If therefore a little hump were discovered on the terrestrial ellipsoid, this discovery would be by itself of no great interest. On the other hand, it would become precious if, in seeking the cause of this hump, we hoped to penetrate new secrets.

Well, when, in the eighteenth century, Maupertuis and La Condamine braved such opposite climates, it was not solely to learn the shape of our planet, it was a question of the whole world-system.

If the earth was flattened, Newton triumphed and with him the doctrine of gravitation and the whole modern celestial mechanics.

And to-day, a century and a half after the victory of the Newtonians, think you geodesy has nothing more to teach us?

We know not what is within our globe. The shafts of mines and borings have let us know a layer of 1 or 2 kilometers thickness, that is to say, the millionth part of the total mass; but what is beneath?

Of all the extraordinary journeys dreamed by Jules Verne, perhaps that to the center of the earth took us to regions least explored.

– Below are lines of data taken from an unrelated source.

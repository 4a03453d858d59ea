//! Health check handlers for Kubernetes probes.
//!
//! Provides `/health/live` and `/health/ready` endpoints that return JSON
//! status responses for liveness and readiness probes.

use axum::{
    extract::State,
    http::StatusCode,
    response::{IntoResponse, Response},
    Json,
};
use serde::{Deserialize, Serialize};

use crate::AppState;

/// Health status response for liveness and readiness probes.
#[derive(Debug, Clone, Serialize, Deserialize)]
pub struct HealthStatus {
    /// Status indicator: "ok" or "not_ready: <reason>".
    pub status: String,

    pub service: String,

    pub version: String,

    /// Number of vehicles in the fleet (readiness only).
    #[serde(skip_serializing_if = "Option::is_none")]
    pub vehicles_loaded: Option<usize>,

    /// Number of vehicles currently free to reserve (readiness only).
    #[serde(skip_serializing_if = "Option::is_none")]
    pub vehicles_available: Option<usize>,
}

impl HealthStatus {
    pub fn alive(service: &str, version: &str) -> Self {
        Self {
            status: "ok".to_string(),
            service: service.to_string(),
            version: version.to_string(),
            vehicles_loaded: None,
            vehicles_available: None,
        }
    }

    pub fn ready(service: &str, version: &str, loaded: usize, available: usize) -> Self {
        Self {
            status: "ok".to_string(),
            service: service.to_string(),
            version: version.to_string(),
            vehicles_loaded: Some(loaded),
            vehicles_available: Some(available),
        }
    }

    pub fn not_ready(service: &str, version: &str, reason: &str) -> Self {
        Self {
            status: format!("not_ready: {}", reason),
            service: service.to_string(),
            version: version.to_string(),
            vehicles_loaded: None,
            vehicles_available: None,
        }
    }
}

/// Liveness probe handler. Always 200 while the process serves requests.
pub async fn health_live() -> impl IntoResponse {
    let status = HealthStatus::alive(env!("CARGO_PKG_NAME"), env!("CARGO_PKG_VERSION"));
    (StatusCode::OK, Json(status))
}

/// Readiness probe handler.
///
/// Ready once the fleet holds at least one vehicle and storage answers.
///
/// ```text
/// GET /health/ready
/// {"status":"ok","service":"fleetshare-service-shared","version":"0.1.0","vehicles_loaded":50,"vehicles_available":48}
/// ```
pub async fn health_ready(State(state): State<AppState>) -> Response {
    let service = env!("CARGO_PKG_NAME");
    let version = env!("CARGO_PKG_VERSION");

    let vehicles = match state.fleet().vehicles() {
        Ok(vehicles) => vehicles,
        Err(e) => {
            let status = HealthStatus::not_ready(service, version, &e.to_string());
            return (StatusCode::SERVICE_UNAVAILABLE, Json(status)).into_response();
        }
    };

    if vehicles.is_empty() {
        let status = HealthStatus::not_ready(service, version, "no vehicles loaded");
        return (StatusCode::SERVICE_UNAVAILABLE, Json(status)).into_response();
    }

    let available = vehicles.iter().filter(|v| v.is_available).count();
    let status = HealthStatus::ready(service, version, vehicles.len(), available);
    (StatusCode::OK, Json(status)).into_response()
}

But these deep-lying rocks we can not reach, exercise from afar their attraction which operates upon the pendulum and deforms the terrestrial spheroid. Geodesy can therefore weigh them from afar, so to speak, and tell us of their distribution. Thus will it make us really see those mysterious regions which Jules Verne only showed us in imagination.

This is not an empty illusion. M. Faye, comparing all the measurements, has reached a result well calculated to surprise us. Under the oceans, in the depths, are rocks of very great density; under the continents, on the contrary, are empty spaces.

New observations will modify perhaps the details of these conclusions.